Versioning was the one part of the release flow that misfired in the project's history. git log shows chore(main): release 1.3.0 (#33) followed by chore: realign version to 2.0.0 after release-please regression (#36): release-please computed the wrong next version and a human had to correct it. The root contributing factor was a stale .github/.release-please-manifest.json (it had stuck at 1.2.0), which let the four version sources drift apart:

  • pyproject.toml [project].version
  • src/evidence_collector/__init__.py __version__
  • .github/.release-please-manifest.json
  • CHANGELOG.md top released heading

Since then release-please has cut 2.0.1 → 2.0.5 cleanly, and #45 fixed a separate problem (release-please must publish non-draft releases so the tag that triggers publish-pypi.yml is actually created). But the choice of "release-please owns versioning" was never written down, and nothing in CI prevents the four sources from silently drifting again.

Decision

Keep release-please as the single authority for versioning and release tagging, and make the previously-implicit invariant explicit with a CI gate.
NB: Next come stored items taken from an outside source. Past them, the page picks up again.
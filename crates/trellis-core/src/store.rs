//! # Storage Seam
//!
//! The traits the external relational collaborator stands behind, plus the
//! in-memory reference implementation.
//!
//! All fallible operations return `Result<T, TrellisError>` so the
//! in-memory and disk-backed (redb) backends share one interface. The
//! in-memory store uses `BTreeMap` exclusively for deterministic
//! iteration.

use crate::primitives::MAX_VARIANT_LENGTH;
use crate::types::{
    ClassName, Edge, EdgeId, EdgeKindKey, EdgeType, EdgeTypeId, NewEdge, NodeId, NodeRecord,
    Tick, TrellisError,
};
use serde::{Deserialize, Serialize};
use std::collections::{BTreeMap, BTreeSet};

// =============================================================================
// SORT ORDER
// =============================================================================

/// Ordering applied to edge selections.
///
/// Creation ticks can tie only through a buggy store, but ordering must be
/// total either way; ties break on `EdgeId` in the same direction.
#[derive(Debug, Clone, Copy, PartialEq, Eq, Default, Serialize, Deserialize)]
pub enum SortOrder {
    /// Newest relationship first — the default everywhere.
    #[default]
    CreatedDesc,
    /// Oldest relationship first.
    CreatedAsc,
    /// Whatever order the store iterates in; no guarantee.
    Unordered,
}

// =============================================================================
// EDGE FILTER (lowered archetype)
// =============================================================================

/// The store-level rendering of an archetype: every constraint resolved
/// to identities the backend can compare directly.
///
/// `None` on any field means "no constraint"; `Some` of an empty set
/// means "matches nothing" (a code filter that resolved to zero types).
#[derive(Debug, Clone, Default, PartialEq, Eq)]
pub struct EdgeFilter {
    /// A-side endpoint identity.
    pub node_a: Option<NodeId>,
    /// B-side endpoint identity.
    pub node_b: Option<NodeId>,
    /// Restrict to these concrete kinds.
    pub kinds: Option<BTreeSet<EdgeKindKey>>,
    /// Restrict to these edge types.
    pub edge_types: Option<BTreeSet<EdgeTypeId>>,
    /// Exact match on variant data.
    pub variant: Option<String>,
    /// Match edges touching this node on either side.
    pub touching: Option<NodeId>,
}

impl EdgeFilter {
    /// The filter that matches every edge.
    #[must_use]
    pub fn any() -> Self {
        Self::default()
    }

    /// Whether an edge satisfies every present constraint.
    #[must_use]
    pub fn matches(&self, edge: &Edge) -> bool {
        if self.node_a.is_some_and(|id| edge.node_a != id) {
            return false;
        }
        if self.node_b.is_some_and(|id| edge.node_b != id) {
            return false;
        }
        if self
            .kinds
            .as_ref()
            .is_some_and(|kinds| !kinds.contains(&edge.kind))
        {
            return false;
        }
        if self
            .edge_types
            .as_ref()
            .is_some_and(|types| !types.contains(&edge.edge_type))
        {
            return false;
        }
        if let Some(variant) = &self.variant {
            if edge.variant.as_deref() != Some(variant.as_str()) {
                return false;
            }
        }
        if self
            .touching
            .is_some_and(|id| edge.node_a != id && edge.node_b != id)
        {
            return false;
        }
        true
    }
}

/// Sort a selection in place according to the order.
pub(crate) fn sort_edges(edges: &mut [Edge], order: SortOrder) {
    match order {
        SortOrder::CreatedDesc => {
            edges.sort_by(|a, b| (b.created, b.id).cmp(&(a.created, a.id)));
        }
        SortOrder::CreatedAsc => {
            edges.sort_by(|a, b| (a.created, a.id).cmp(&(b.created, b.id)));
        }
        SortOrder::Unordered => {}
    }
}

// =============================================================================
// EDGE STORE TRAIT
// =============================================================================

/// The edge/edge-type side of the relational collaborator.
///
/// Writes append; there is no update-in-place of endpoints once an edge
/// is persisted. Batch inserts are atomic on backends that support
/// transactions.
pub trait EdgeStore {
    /// Append a single edge, assigning identity and creation tick.
    fn insert_edge(&mut self, edge: NewEdge) -> Result<Edge, TrellisError>;

    /// Append a batch of edges in one storage transaction.
    fn insert_edges(&mut self, edges: Vec<NewEdge>) -> Result<Vec<Edge>, TrellisError>;

    /// Hard-delete a single edge.
    fn delete_edge(&mut self, id: EdgeId) -> Result<(), TrellisError>;

    /// Lookup an edge by identity.
    fn edge_by_id(&self, id: EdgeId) -> Result<Option<Edge>, TrellisError>;

    /// Select edges matching a filter, in the given order.
    fn select(&self, filter: &EdgeFilter, order: SortOrder) -> Result<Vec<Edge>, TrellisError>;

    /// Count edges matching a filter.
    fn count(&self, filter: &EdgeFilter) -> Result<usize, TrellisError>;

    /// Persist an edge-type record (write-through from the registry).
    fn put_edge_type(&mut self, edge_type: EdgeType) -> Result<(), TrellisError>;

    /// Load all persisted edge-type records.
    fn load_edge_types(&self) -> Result<Vec<EdgeType>, TrellisError>;
}

pub(crate) fn validate_new_edge(edge: &NewEdge) -> Result<(), TrellisError> {
    if let Some(variant) = &edge.variant {
        if variant.len() > MAX_VARIANT_LENGTH {
            return Err(TrellisError::InvalidRecord(format!(
                "variant data exceeds {} bytes",
                MAX_VARIANT_LENGTH
            )));
        }
    }
    Ok(())
}

// =============================================================================
// NODE STORE TRAIT
// =============================================================================

/// The node side of the relational collaborator.
///
/// Nodes are owned by the surrounding application; this layer only reads
/// identity and class projections back for endpoint queries.
pub trait NodeStore {
    /// Lookup a node by class and identity.
    fn by_id(&self, class: &ClassName, id: NodeId) -> Result<Option<NodeRecord>, TrellisError>;

    /// All nodes of a class, in identity order.
    fn get(&self, class: &ClassName) -> Result<Vec<NodeRecord>, TrellisError>;
}

// =============================================================================
// IN-MEMORY EDGE STORE
// =============================================================================

/// `BTreeMap`-backed edge store.
///
/// The reference implementation of [`EdgeStore`]: deterministic, volatile,
/// and cheap to stand up in tests.
#[derive(Debug, Clone, Default)]
pub struct MemoryStore {
    /// Edge storage: EdgeId -> Edge.
    edges: BTreeMap<EdgeId, Edge>,
    /// Persisted edge types: EdgeTypeId -> EdgeType.
    edge_types: BTreeMap<EdgeTypeId, EdgeType>,
    /// Next available edge id.
    next_edge_id: u64,
    /// Monotonic creation stamp.
    tick: Tick,
}

impl MemoryStore {
    /// Create a new empty store.
    #[must_use]
    pub fn new() -> Self {
        Self::default()
    }

    /// Rebuild a store from persisted edges, preserving ids and ticks.
    #[must_use]
    pub fn from_edges(edges: Vec<Edge>) -> Self {
        let mut store = Self::new();
        for edge in edges {
            if edge.id.0 >= store.next_edge_id {
                store.next_edge_id = edge.id.0.saturating_add(1);
            }
            if edge.created >= store.tick {
                store.tick = edge.created;
            }
            store.edges.insert(edge.id, edge);
        }
        store
    }

    fn append(&mut self, edge: NewEdge) -> Result<Edge, TrellisError> {
        validate_new_edge(&edge)?;
        let id = EdgeId(self.next_edge_id);
        self.next_edge_id = self.next_edge_id.saturating_add(1);
        self.tick = self.tick.next();

        let record = Edge {
            id,
            kind: edge.kind,
            node_a: edge.node_a,
            node_b: edge.node_b,
            edge_type: edge.edge_type,
            variant: edge.variant,
            created: self.tick,
        };
        self.edges.insert(id, record.clone());
        Ok(record)
    }
}

impl EdgeStore for MemoryStore {
    fn insert_edge(&mut self, edge: NewEdge) -> Result<Edge, TrellisError> {
        self.append(edge)
    }

    fn insert_edges(&mut self, edges: Vec<NewEdge>) -> Result<Vec<Edge>, TrellisError> {
        // Validate everything before touching storage so the batch is
        // all-or-nothing, matching the transactional backend.
        for edge in &edges {
            validate_new_edge(edge)?;
        }
        edges.into_iter().map(|edge| self.append(edge)).collect()
    }

    fn delete_edge(&mut self, id: EdgeId) -> Result<(), TrellisError> {
        self.edges
            .remove(&id)
            .map(|_| ())
            .ok_or(TrellisError::EdgeNotFound(id))
    }

    fn edge_by_id(&self, id: EdgeId) -> Result<Option<Edge>, TrellisError> {
        Ok(self.edges.get(&id).cloned())
    }

    fn select(&self, filter: &EdgeFilter, order: SortOrder) -> Result<Vec<Edge>, TrellisError> {
        let mut selected: Vec<Edge> = self
            .edges
            .values()
            .filter(|edge| filter.matches(edge))
            .cloned()
            .collect();
        sort_edges(&mut selected, order);
        Ok(selected)
    }

    fn count(&self, filter: &EdgeFilter) -> Result<usize, TrellisError> {
        Ok(self.edges.values().filter(|edge| filter.matches(edge)).count())
    }

    fn put_edge_type(&mut self, edge_type: EdgeType) -> Result<(), TrellisError> {
        self.edge_types.insert(edge_type.id, edge_type);
        Ok(())
    }

    fn load_edge_types(&self) -> Result<Vec<EdgeType>, TrellisError> {
        Ok(self.edge_types.values().cloned().collect())
    }
}

// =============================================================================
// IN-MEMORY NODE STORE
// =============================================================================

/// `BTreeMap`-backed node store, standing in for the collaborator's ORM.
#[derive(Debug, Clone, Default)]
pub struct MemoryNodeStore {
    /// Class -> (NodeId -> NodeRecord).
    nodes: BTreeMap<ClassName, BTreeMap<NodeId, NodeRecord>>,
}

impl MemoryNodeStore {
    /// Create a new empty node store.
    #[must_use]
    pub fn new() -> Self {
        Self::default()
    }

    /// Add a node record, returning it for convenience.
    pub fn add(&mut self, class: impl Into<String>, id: u64) -> NodeRecord {
        let record = NodeRecord::new(NodeId(id), ClassName::new(class));
        self.nodes
            .entry(record.class.clone())
            .or_default()
            .insert(record.id, record.clone());
        record
    }
}

impl NodeStore for MemoryNodeStore {
    fn by_id(&self, class: &ClassName, id: NodeId) -> Result<Option<NodeRecord>, TrellisError> {
        Ok(self
            .nodes
            .get(class)
            .and_then(|records| records.get(&id))
            .cloned())
    }

    fn get(&self, class: &ClassName) -> Result<Vec<NodeRecord>, TrellisError> {
        Ok(self
            .nodes
            .get(class)
            .map(|records| records.values().cloned().collect())
            .unwrap_or_default())
    }
}

// =============================================================================
// TESTS
// =============================================================================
  • release-please owns the version bump across all four sources (the three code/config files carry an x-release-please-version marker; the CHANGELOG is generated from Conventional Commits). Humans do not edit version numbers by hand.
  • A new version-consistency gate (scripts/check_version_consistency.py, run by the Version consistency gate job in github-ci-cd.yml) fails CI if the four sources disagree. It deliberately does not consult the git tag: release-please derives the tag from these files, so keeping the files honest is what prevents a bad tag.
  • Authentication stays on the dedicated release-please GitHub App token (not GITHUB_TOKEN), because tags pushed by GITHUB_TOKEN do not trigger publish-pypi.yml and "Allow Actions to create/approve PRs" is off.

Consequences

  • The 1.3.0-class regression now fails fast. A drift between the four sources turns into a red check on the PR instead of a published bad tag.
  • Versioning stays hands-off. Contributors write Conventional Commits; they never touch a version string. This is less error-prone than manual tagging but means the team must keep commit types honest (a feat: vs fix: mistake changes the computed bump).
  • One known rough edge remains, handled manually. release-please can re-insert the new version heading above ## [Unreleased] in the CHANGELOG; the maintainer reorders it on the release PR before merge (done for 2.0.4 and 2.0.5). The gate does not enforce Keep-a-Changelog ordering, only version equality. If this recurs, a follow-up ADR can automate it.
  • Release-only commits still need judgement. Because ci/docs commits are not hidden, release-please opens release PRs for doc/CI-only changes (e.g. #56 for 2.0.6). The standing rule is to hold those until they ride along with a real code change; the gate does not decide that.

Alternatives considered

  • Manual signed tags (drop release-please). Rejected. v2.0.0 shipped this way and it is predictable, but it puts the full burden of bumping all four sources, writing the CHANGELOG, and signing the tag on the maintainer every release — which is exactly the manual surface where the original drift happened. release-please + the consistency gate keeps the automation while closing the failure mode the manual process was meant to avoid.
  • Single source of version (e.g. derive everything from the tag at build time). Rejected for now. It would remove the drift entirely, but it fights release-please's file-based model and the x-release-please-version extra-files mechanism the project already relies on. Worth revisiting only if the manual CHANGELOG-reorder rough edge becomes a recurring cost.

Verification

python scripts/check_version_consistency.py exits 0 on a consistent tree (currently 2.0.5) and exits 1 with a per-source diff when any source disagrees. The Version consistency gate job runs it on every PR and push.